● Extracted material:
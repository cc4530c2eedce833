//! Configuration structures for the extraction pipeline.

use serde::{Deserialize, Serialize};
use std::path::PathBuf;

/// Phrases that affirm a qualitative disclosure.
pub const DEFAULT_AFFIRMATION_KEYWORDS: [&str; 5] =
    ["aligned", "compliant", "in line with", "adopted", "implemented"];

/// Main configuration for the esgx pipeline.
#[derive(Debug, Clone, Default, Serialize, Deserialize)]
#[serde(default)]
pub struct EsgxConfig {
    /// Metric extraction configuration.
    pub extraction: ExtractionConfig,

    /// PDF processing configuration.
    pub pdf: PdfConfig,

    /// Output configuration.
    pub output: OutputConfig,
}

/// Metric extraction configuration.
#[derive(Debug, Clone, Serialize, Deserialize)]
#[serde(default)]
pub struct ExtractionConfig {
    /// Metric definition file; the built-in set is used when unset.
    pub metrics_path: Option<PathBuf>,

    /// Characters searched after an alias for a number.
    pub window_chars: usize,

    /// Maximum length of a captured unit token.
    pub max_unit_len: usize,

    /// Keywords that affirm a boolean metric on a page.
    pub affirmation_keywords: Vec<String>,

    /// Smallest year counted when inferring the reporting year.
    pub min_year: i32,

    /// Largest year counted when inferring the reporting year.
    pub max_year: i32,

    /// Pages scanned for the reporting year (None = whole document).
    pub context_pages: Option<usize>,
}

impl Default for ExtractionConfig {
    fn default() -> Self {
        Self {
            metrics_path: None,
            window_chars: 120,
            max_unit_len: 12,
            affirmation_keywords: DEFAULT_AFFIRMATION_KEYWORDS
                .iter()
                .map(|k| k.to_string())
                .collect(),
            min_year: 2010,
            max_year: 2100,
            context_pages: None,
        }
    }
}

/// PDF processing configuration.
#[derive(Debug, Clone, Serialize, Deserialize)]
#[serde(default)]
pub struct PdfConfig {
    /// Maximum pages to read (0 = unlimited).
    pub max_pages: usize,
}

impl Default for PdfConfig {
    fn default() -> Self {
        Self { max_pages: 0 }
    }
}

/// Output configuration.
#[derive(Debug, Clone, Serialize, Deserialize)]
#[serde(default)]
pub struct OutputConfig {
    /// File name of the combined observation table in batch mode.
    pub csv_file_name: String,

    /// Indent JSON output.
    pub pretty_json: bool,
}

impl Default for OutputConfig {
    fn default() -> Self {
        Self {
            csv_file_name: "metrics_extracted.csv".to_string(),
            pretty_json: true,
        }
    }
}

impl EsgxConfig {
    /// Load configuration from a JSON file.
    pub fn from_file(path: &std::path::Path) -> Result<Self, std::io::Error> {
        let content = std::fs::read_to_string(path)?;
        serde_json::from_str(&content).map_err(|e| {
            std::io::Error::new(std::io::ErrorKind::InvalidData, e.to_string())
        })
    }

    /// Save configuration to a JSON file.
    pub fn save(&self, path: &std::path::Path) -> Result<(), std::io::Error> {
        let content = serde_json::to_string_pretty(self).map_err(|e| {
            std::io::Error::new(std::io::ErrorKind::InvalidData, e.to_string())
        })?;
        std::fs::write(path, content)
    }
}

#[cfg(test)]
mod tests {
    use super::*;

    #[test]
    fn test_partial_config_uses_defaults() {
        let config: EsgxConfig =
            serde_json::from_str(r#"{ "extraction": { "window_chars": 80 } }"#).unwrap();
        assert_eq!(config.extraction.window_chars, 80);
        assert_eq!(config.extraction.max_unit_len, 12);
        assert_eq!(config.extraction.affirmation_keywords.len(), 5);
        assert_eq!(config.output.csv_file_name, "metrics_extracted.csv");
    }

    #[test]
    fn test_save_and_reload() {
        let dir = tempfile::tempdir().unwrap();
        let path = dir.path().join("config.json");

        let mut config = EsgxConfig::default();
        config.extraction.context_pages = Some(2);
        config.save(&path).unwrap();

        let reloaded = EsgxConfig::from_file(&path).unwrap();
        assert_eq!(reloaded.extraction.context_pages, Some(2));
        assert_eq!(reloaded.extraction.min_year, 2010);
    }
}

● Exercise directions: Every line in the records that holds the word "Result" should be copied into the answer.

● Solution to this exercise:
    pub fn from_file(path: &std::path::Path) -> Result<Self, std::io::Error> {
    pub fn save(&self, path: &std::path::Path) -> Result<(), std::io::Error> {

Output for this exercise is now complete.